Our objective was to test populations promptly so that susceptibility profiles would be representative of responses in the field. As a result, we had to focus on nymphal stages and used a low number of replicates to have sufficient individuals to screen all 6 insecticides. However, the test served the purpose of providing information quickly to growers that insecticide resistance did not seem to be the primary reason for pest resurgence. One possible explanation for the resurgence of stink bug populations on some farms may be the substitution of cyantraniliprole in place of dinotefuran at-planting and in early vegetative stages for management of Bemisia tabaci Gennadius (Hemiptera: Aleyrodidae) and tomato yellow leaf curl virus, which is transmitted by B. tabaci. Cyantraniliprole is effective against B. tabaci and other tomato pests, including leafminers (Liriomyza spp. Mik; Diptera: Agromyzidae) and lepidopteran larvae, but it is not labelled for use against stink bugs. In summary, judicious use of pyrethroid and neonicotinoid insecticides when hemipteran pest populations are first detected may mitigate damage caused by this pest group.
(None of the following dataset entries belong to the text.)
impl Iterator for Solutions<'_> {
    type Item = SolutionTrace;

    fn next(&mut self) -> Option<Self::Item> {
        while let Some(frame) = self.stack.pop() {
            match frame {
                Frame::Visit { goal, trace, depth } => {
                    if let Some(solution) = self.visit(goal, trace, depth) {
                        return Some(solution);
                    }
                }
                Frame::Expand(mut expansion) => match self.advance(&mut expansion) {
                    Some(visits) => {
                        self.stack.push(Frame::Expand(expansion));
                        self.stack.extend(visits);
                    }
                    None => self.close(expansion),
                },
            }
        }
        None
    }
}

#[cfg(test)]
mod tests {
    use super::*;
    use crate::entailment::HornProver;
    use crate::oracle::{Oracle, ScriptedOracle};
    use crate::templates;
    use std::collections::HashSet;
    use std::sync::{Arc, Mutex};

    fn g(s: &str) -> Goal {
        Goal::verbatim(s)
    }

    fn prompter() -> Prompter {
        templates::find(crate::config::DEFAULT_PROMPTER).unwrap()
    }

    fn explorer(and_: ScriptedOracle, or_: ScriptedOracle, lim: usize, strict: bool) -> AndOrExplorer {
        let unfolder = Unfolder::new(Box::new(and_), Box::new(or_));
        AndOrExplorer::new("Repair a flat tire", prompter(), unfolder, lim, strict).unwrap()
    }

    fn tire_oracles() -> (ScriptedOracle, ScriptedOracle) {
        let or_ = ScriptedOracle::new("or")
            .answer("Repair a flat tire", &["1. Patch the tube", "2. Replace the tube"])
            .answer("Find the leak", &["Listen for hissing", "Submerge in water"]);
        let and_ = ScriptedOracle::new("and")
            .answer("Patch the tube", &["- Find the leak", "- Apply a patch"])
            .answer("Replace the tube", &["- Buy a new tube", "- Fit the tube"])
            .answer("Listen for hissing", &["Quiet room"])
            .answer("Submerge in water", &["Bucket of water"]);
        (and_, or_)
    }

    /// Treats goals listed as rejected as nonexistent
    struct Rejecting(HashSet<Goal>);

    impl Appraiser for Rejecting {
        fn appraise(&mut self, goal: &Goal, _context: &Trace) -> bool {
            !self.0.contains(goal)
        }
    }

    #[test]
    fn test_flat_tire_depth_one() {
        let (and_, or_) = tire_oracles();
        let mut explorer = explorer(and_, or_, 1, false);

        let traces: Vec<SolutionTrace> = explorer.solve().collect();
        assert_eq!(
            traces,
            vec![
                vec![g("Repair a flat tire"), g("Patch the tube"), g("Find the leak")],
                vec![g("Repair a flat tire"), g("Patch the tube"), g("Apply a patch")],
                vec![g("Repair a flat tire"), g("Replace the tube"), g("Buy a new tube")],
                vec![g("Repair a flat tire"), g("Replace the tube"), g("Fit the tube")],
            ]
        );

        let clauses = explorer.clauses();
        assert_eq!(
            clauses.bodies(&g("Repair a flat tire")).unwrap(),
            &[vec![g("Patch the tube")], vec![g("Replace the tube")]]
        );
        assert_eq!(
            clauses.bodies(&g("Patch the tube")).unwrap(),
            &[vec![g("Find the leak"), g("Apply a patch")]]
        );
        assert_eq!(explorer.facts().len(), 4);
    }

    #[test]
    fn test_leaves_are_never_expanded() {
        let (and_, or_) = tire_oracles();
        let mut explorer = explorer(and_, or_, 1, false);
        explorer.solve().for_each(drop);
        // "Find the leak" has scripted alternatives, but sits at the limit
        assert!(explorer.clauses().bodies(&g("Find the leak")).is_none());
    }

    #[test]
    fn test_depth_two_descends_further() {
        let (and_, or_) = tire_oracles();
        let mut explorer = explorer(and_, or_, 2, false);
        let traces: Vec<SolutionTrace> = explorer.solve().collect();

        assert_eq!(
            traces[0],
            vec![
                g("Repair a flat tire"),
                g("Patch the tube"),
                g("Find the leak"),
                g("Listen for hissing"),
                g("Quiet room"),
            ]
        );
        assert_eq!(traces.len(), 2);
        assert!(explorer.facts().contains(&g("Bucket of water")));
    }

    #[test]
    fn test_lazy_yield_before_later_questions() {
        let (and_, or_) = tire_oracles();
        let mut explorer = explorer(and_, or_, 1, false);
        let mut solutions = explorer.solve();
        let first = solutions.next().unwrap();
        assert_eq!(first.last(), Some(&g("Find the leak")));
        drop(solutions);
        // the second alternative has not been expanded yet
        assert!(explorer.clauses().bodies(&g("Replace the tube")).is_none());
    }

    /// Answers with the whole vocabulary except the goal asked about
    struct Everything(&'static [&'static str]);

    impl Oracle for Everything {
        fn name(&self) -> &str {
            "everything"
        }

        fn ask(&mut self, goal: &str, _context: &str) -> String {
            self.0
                .iter()
                .filter(|w| **w != goal)
                .copied()
                .collect::<Vec<_>>()
                .join("\n")
        }
    }

    #[test]
    fn test_no_repeated_goals_with_cyclic_oracle() {
        const WORDS: &[&str] = &["a", "b", "c", "d", "e"];
        let unfolder = Unfolder::new(Box::new(Everything(WORDS)), Box::new(Everything(WORDS)));
        let mut explorer = AndOrExplorer::new("a", prompter(), unfolder, 2, false).unwrap();

        let traces: Vec<SolutionTrace> = explorer.solve().collect();
        assert!(!traces.is_empty());
        for trace in &traces {
            let distinct: HashSet<&Goal> = trace.iter().collect();
            assert_eq!(distinct.len(), trace.len(), "repeated goal in {:?}", trace);
            assert_eq!(trace.len(), 5);
        }
    }

    #[test]
    fn test_self_referential_alternatives_are_skipped() {
        let or_ = ScriptedOracle::new("or").answer("Top", &["Top", "Loop", "Fine"]);
        let and_ = ScriptedOracle::new("and")
            .answer("Loop", &["Loop", "x"])
            .answer("Fine", &["y"]);
        let unfolder = Unfolder::new(Box::new(and_), Box::new(or_));
        let mut explorer = AndOrExplorer::new("Top", prompter(), unfolder, 1, false).unwrap();

        let traces: Vec<SolutionTrace> = explorer.solve().collect();
        assert_eq!(traces, vec![vec![g("Top"), g("Fine"), g("y")]]);
        assert!(explorer.clauses().bodies(&g("Loop")).is_none());
    }

    #[test]
    fn test_ancestor_alternatives_are_skipped() {
        let or_ = ScriptedOracle::new("or")
            .answer("Top", &["Mid"])
            .answer("sub", &["Top", "Mid", "Other"]);
        let and_ = ScriptedOracle::new("and")
            .answer("Mid", &["sub"])
            .answer("Other", &["leaf"]);
        let unfolder = Unfolder::new(Box::new(and_), Box::new(or_));
        let mut explorer = AndOrExplorer::new("Top", prompter(), unfolder, 2, false).unwrap();

        let traces: Vec<SolutionTrace> = explorer.solve().collect();
        assert_eq!(
            traces,
            vec![vec![g("Top"), g("Mid"), g("sub"), g("Other"), g("leaf")]]
        );
    }

    #[test]
    fn test_rejected_goals_leave_no_trace() {
        let (and_, or_) = tire_oracles();
        let rejected: HashSet<Goal> = [g("Replace the tube"), g("Apply a patch")].into();
        let mut explorer =
            explorer(and_, or_, 1, false).with_appraiser(Box::new(Rejecting(rejected)));

        let traces: Vec<SolutionTrace> = explorer.solve().collect();
        assert_eq!(
            traces,
            vec![vec![g("Repair a flat tire"), g("Patch the tube"), g("Find the leak")]]
        );
        assert_eq!(
            explorer.clauses().bodies(&g("Repair a flat tire")).unwrap(),
            &[vec![g("Patch the tube")]]
        );
        assert!(explorer.clauses().bodies(&g("Replace the tube")).is_none());
        assert!(!explorer.facts().contains(&g("Apply a patch")));
    }

    /// Logs every question into a shared list
    struct Recording {
        inner: ScriptedOracle,
        log: Arc<Mutex<Vec<(String, String)>>>,
    }

    impl Oracle for Recording {
        fn name(&self) -> &str {
            self.inner.name()
        }

        fn ask(&mut self, goal: &str, context: &str) -> String {
            self.log
                .lock()
                .unwrap()
                .push((goal.to_string(), context.to_string()));
            self.inner.ask(goal, context)
        }
    }

    #[test]
    fn test_contexts_passed_to_oracles() {
        let (and_, or_) = tire_oracles();
        let and_log = Arc::new(Mutex::new(Vec::new()));
        let or_log = Arc::new(Mutex::new(Vec::new()));
        let unfolder = Unfolder::new(
            Box::new(Recording {
                inner: and_,
                log: and_log.clone(),
            }),
            Box::new(Recording {
                inner: or_,
                log: or_log.clone(),
            }),
        );
        let mut explorer =
            AndOrExplorer::new("Repair a flat tire", prompter(), unfolder, 2, false).unwrap();
        explorer.solve().for_each(drop);

        let or_log = or_log.lock().unwrap();
        // the root is asked with the initiator itself as context
        assert_eq!(
            or_log[0],
            ("Repair a flat tire".to_string(), "Repair a flat tire".to_string())
        );
        // deeper goals see their ancestors, oldest first
        assert_eq!(
            or_log[1],
            (
                "Find the leak".to_string(),
                "Repair a flat tire.\nPatch the tube.\n".to_string()
            )
        );

        let and_log = and_log.lock().unwrap();
        assert_eq!(
            and_log[0],
            ("Patch the tube".to_string(), "Repair a flat tire.\n".to_string())
        );
        assert_eq!(
            and_log[1],
            (
                "Listen for hissing".to_string(),
                "Repair a flat tire.\nPatch the tube.\nFind the leak.\n".to_string()
            )
        );
    }

    /// Notes each appraised goal with the head of its context
    struct Watching(Arc<Mutex<Vec<(Goal, Option<Goal>)>>>);

    impl Appraiser for Watching {
        fn appraise(&mut self, goal: &Goal, context: &Trace) -> bool {
            self.0
                .lock()
                .unwrap()
                .push((goal.clone(), context.head().cloned()));
            true
        }
    }

    #[test]
    fn test_appraisal_context_starts_at_parent() {
        let or_ = ScriptedOracle::new("or").answer("Top", &["Mid"]);
        let and_ = ScriptedOracle::new("and").answer("Mid", &["Leaf"]);
        let seen = Arc::new(Mutex::new(Vec::new()));
        let unfolder = Unfolder::new(Box::new(and_), Box::new(or_));
        let mut explorer = AndOrExplorer::new("Top", prompter(), unfolder, 1, false)
            .unwrap()
            .with_appraiser(Box::new(Watching(seen.clone())));

        let traces: Vec<SolutionTrace> = explorer.solve().collect();
        assert_eq!(traces, vec![vec![g("Top"), g("Mid"), g("Leaf")]]);
        assert_eq!(
            *seen.lock().unwrap(),
            vec![(g("Mid"), Some(g("Top"))), (g("Leaf"), Some(g("Mid")))]
        );
    }

    #[test]
    fn test_strict_records_exclusivity() {
        let (and_, or_) = tire_oracles();
        let mut explorer = explorer(and_, or_, 1, true);
        explorer.solve().for_each(drop);
        assert_eq!(
            explorer.clauses().bodies(&Goal::falsum()).unwrap(),
            &[vec![g("Patch the tube"), g("Replace the tube")]]
        );
    }

    #[test]
    fn test_strict_single_alternative_records_nothing() {
        let or_ = ScriptedOracle::new("or").answer("Top", &["Only way"]);
        let and_ = ScriptedOracle::new("and").answer("Only way", &["step"]);
        let unfolder = Unfolder::new(Box::new(and_), Box::new(or_));
        let mut explorer = AndOrExplorer::new("Top", prompter(), unfolder, 1, true).unwrap();
        explorer.solve().for_each(drop);
        assert!(explorer.clauses().bodies(&Goal::falsum()).is_none());
    }

    #[test]
    fn test_dead_branch_yields_nothing() {
        let unfolder = Unfolder::new(
            Box::new(ScriptedOracle::new("and")),
            Box::new(ScriptedOracle::new("or")),
        );
        let mut explorer = AndOrExplorer::new("Top", prompter(), unfolder, 2, false).unwrap();
        assert_eq!(explorer.solve().count(), 0);
        assert!(explorer.clauses().is_empty());

        let conclusion = explorer.conclude(&HornProver).unwrap();
        assert!(conclusion.model.is_none());
        assert!(conclusion.trimmed.is_empty());
    }

    #[test]
    fn test_depth_zero_makes_initiator_a_fact() {
        let unfolder = Unfolder::new(
            Box::new(ScriptedOracle::new("and")),
            Box::new(ScriptedOracle::new("or")),
        );
        let mut explorer = AndOrExplorer::new("Top.", prompter(), unfolder, 0, false).unwrap();
        let traces: Vec<SolutionTrace> = explorer.solve().collect();
        assert_eq!(traces, vec![vec![g("Top")]]);
    }

    #[test]
    fn test_conclude_computes_and_trims() {
        let (and_, or_) = tire_oracles();
        let mut explorer = explorer(and_, or_, 1, false);
        explorer.solve().for_each(drop);
        let conclusion = explorer.conclude(&HornProver).unwrap();

        let model = conclusion.model.as_ref().unwrap();
        assert!(model.contains(&g("Repair a flat tire")));
        assert!(model.contains(&g("Patch the tube")));
        assert_eq!(
            conclusion.clauses.bodies(&g("Find the leak")).unwrap(),
            &[Vec::new()]
        );
        assert_eq!(conclusion.trimmed, conclusion.clauses.trim(Some(model)));
    }

    #[test]
    fn test_strict_conclusion_has_no_model_when_both_hold() {
        let (and_, or_) = tire_oracles();
        let mut explorer = explorer(and_, or_, 1, true);
        explorer.solve().for_each(drop);
        let conclusion = explorer.conclude(&HornProver).unwrap();
        assert!(conclusion.model.is_none());
        assert!(conclusion.trimmed.is_empty());
    }

    #[test]
    fn test_run_event_order() {
        let (and_, or_) = tire_oracles();
        let mut explorer = explorer(and_, or_, 1, false);
        let mut kinds = Vec::new();
        explorer
            .run(&HornProver, &mut |event| {
                kinds.push(serde_json::to_value(&event).unwrap()["kind"].clone())
            })
            .unwrap();

        let kinds: Vec<&str> = kinds.iter().map(|k| k.as_str().unwrap()).collect();
        assert_eq!(
            kinds,
            vec!["PROMPTER", "TRACE", "TRACE", "TRACE", "TRACE", "CLAUSES", "MODEL", "COSTS"]
        );
    }

    #[test]
    fn test_names() {
        let (and_, or_) = tire_oracles();
        let explorer = explorer(and_, or_, 1, false);
        assert_eq!(explorer.name(), "repair_a_flat_tire");
        assert_eq!(
            explorer.stem(),
            "repair_a_flat_tire_step_by_step_guidance_to_achieve_a_goal_1"
        );
        assert!(AndOrExplorer::new(
            " . ",
            prompter(),
            Unfolder::new(
                Box::new(ScriptedOracle::new("a")),
                Box::new(ScriptedOracle::new("o"))
            ),
            1,
            false
        )
        .is_err());
    }
}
This research was funded with support from the Florida Tomato Committee. Laurie Chambers, Sherline Estaing, Gideon Alake, and Craig Frey assisted with this research.

Fig. 1.

Mortality of third instar nymphs from 5 populations of Nezara viridula (‘green’), 3 populations of Euschistus quadrator (‘brown’), and 1 population of Leptoglossus phyllopus (‘leaf’) stink bug subjected to a maximum concentration test of 3 pyrethroid and 3 neonicotinoid insecticides and an untreated control (UTC). Percentage mortalities (+ SEM) are based on the mean of 5 nymphs per replicate with 3 replicates. Insecticides designated with the same letter in the horizontal axis are not statistically different (by Bonferroni t-test, P < 0.05).